Шесть братьев Пипмейер были шестью сыновьями кастеляна Пипмейера из замка Левенбург. Этот человек, как обычно бывает с такими управителями сеньориальных замков, держался самых лояльных взглядов и воспитал в том же духе своих сыновей. Об этой семье можно было с уверенностью сказать, что в семи индивидуумах билось единое гессенское сердце. Папаша Пипмейер был тем самым человеком, который при въезде курфюрста вскочил на тумбу и, помахивая своей уцелевшей от всех искушений междуцарствия косичкой, кричал: "Ваша светлость! Ваша светлость! А моя висит! А моя висит!" - что, говорят, было первой монаршей радостью престарелого властителя по возвращении в страну. Как только эти шесть сыновей Пипмейеров, которых мамаша Пипмейер на протяжении двух лет подарила своему супругу двумя тройнями, достигли призывного возраста, папаша Пипмейер отдал всех шестерых в один и тот же день в герцогскую косично-гамашную гвардию. Все шестеро были одного роста, а именно в шесть футов и три дюйма, носили совершенно одинаковые гамаши и косы и вообще настолько были похожи друг на друга, что командир приказал полоснуть каждому из них нос другой краской, чтоб отличать их во время службы.

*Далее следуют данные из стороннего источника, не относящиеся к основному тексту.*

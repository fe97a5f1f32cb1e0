//! The fetch cycle: repository list, fan-out commit fetches, join.

use futures_util::future::join_all;
use log::{debug, error, warn};

use crate::github::ProjectSource;
use crate::github::client::COMMITS_PER_REPO;

use super::error::LoadError;
use super::fallback::fallback_projects;
use super::model::{CommitSummary, RepositorySummary};

/// The joined result of one fetch cycle.
///
/// `projects` is always populated: live data on success, the fixed
/// fallback dataset when `error` is set. The two are never mixed.
#[derive(Debug, Clone, PartialEq, Eq)]
pub struct Portfolio {
    pub projects: Vec<RepositorySummary>,
    pub error: Option<LoadError>,
}

pub struct PortfolioLoader<S: ProjectSource> {
    source: S,
    account: String,
    credential_present: bool,
}

impl<S: ProjectSource> PortfolioLoader<S> {
    pub fn new(source: S, account: &str, credential_present: bool) -> Self {
        Self {
            source,
            account: account.to_string(),
            credential_present,
        }
    }

    /// Runs the fetch cycle once and returns the joined result.
    ///
    /// Output order matches the upstream repository list; no client-side
    /// sort is applied. Per-repository commit failures degrade to an
    /// empty commit list and do not fail the cycle.
    #[tracing::instrument(skip(self))]
    pub async fn load(&self) -> Portfolio {
        if !self.credential_present {
            warn!("No GitHub token configured; using fallback projects");
            return Portfolio {
                projects: fallback_projects(),
                error: Some(LoadError::MissingCredential),
            };
        }

        let repos = match self.source.list_repos(&self.account).await {
            Ok(repos) => repos,
            Err(e) => {
                error!("Failed to fetch repository list: {:#}", e);
                return Portfolio {
                    projects: fallback_projects(),
                    error: Some(LoadError::from_fetch_failure(&e)),
                };
            }
        };

        debug!("Fetched {} repositories for {}", repos.len(), self.account);

        // One commit fetch per repository, all in flight at once; join_all
        // keeps results in input order regardless of completion order.
        let commit_lists = join_all(
            repos
                .iter()
                .map(|repo| self.commits_or_empty(&repo.name)),
        )
        .await;

        let projects = repos
            .into_iter()
            .zip(commit_lists)
            .map(|(repo, commits)| RepositorySummary::from_api(repo, commits))
            .collect();

        Portfolio {
            projects,
            error: None,
        }
    }

    /// Best-effort commit fetch: failures are logged and absorbed into an
    /// empty list so a single repository can never block the gallery.
    async fn commits_or_empty(&self, repo: &str) -> Vec<CommitSummary> {
        match self.source.recent_commits(&self.account, repo).await {
            Ok(raw) => raw
                .into_iter()
                .take(COMMITS_PER_REPO)
                .map(CommitSummary::from_api)
                .collect(),
            Err(e) => {
                warn!("Failed to fetch commits for {}: {:#}", repo, e);
                Vec::new()
            }
        }
    }
}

Карл Пипмейер получил желтую полосу, Генрих Пипмейер синюю, Фердинанд Пипмейер красную, Гвидо Пипмейер оранжевую, Христиан Пипмейер зеленую, Ромео Пипмейер серебристо-серую и Петер Пипмейер черную. Но вне службы, когда они чувствовали себя людьми, братья Пипмейер стирали эти полосы.
Эти шесть братьев из Левенбурга рассказали другим гессенским караульным следующую историю:
- Вы можете верить или нет, но в те годы, когда наш курфюрст жил на чужбине, он ежегодно в день своего рождения появлялся наверху в замке. В этот день уже с утра в верхних апартаментах бывало неспокойно: шелестели шелковые портьеры, потрескивала кровать с балдахином, бряцали доспехи в оружейной палате, неутомимо махал крыльями на башне флюгерный петух. Мы заметили это и еще многое другое, когда были мальчиками, но не обращали никакого внимания; когда же нам минуло пятнадцать лет и мы конфирмовались, отец отвел нас в сторону и открыл нам тайну замка. Она заключалась в том, что курфюрст, хотя и пребывал далеко в чешской земле, все же ежегодно справлял день своего рождения в родовом замке. А именно в шесть часов вечера, в то самое время, когда встарь за столом сословных представителей провозглашали здравицу и палили из пушек перед лугом, он якобы появлялся в желтой диванной, где висит портрет старого Фрица [11] в младенчестве, и проводил там с полчаса для своего плезира.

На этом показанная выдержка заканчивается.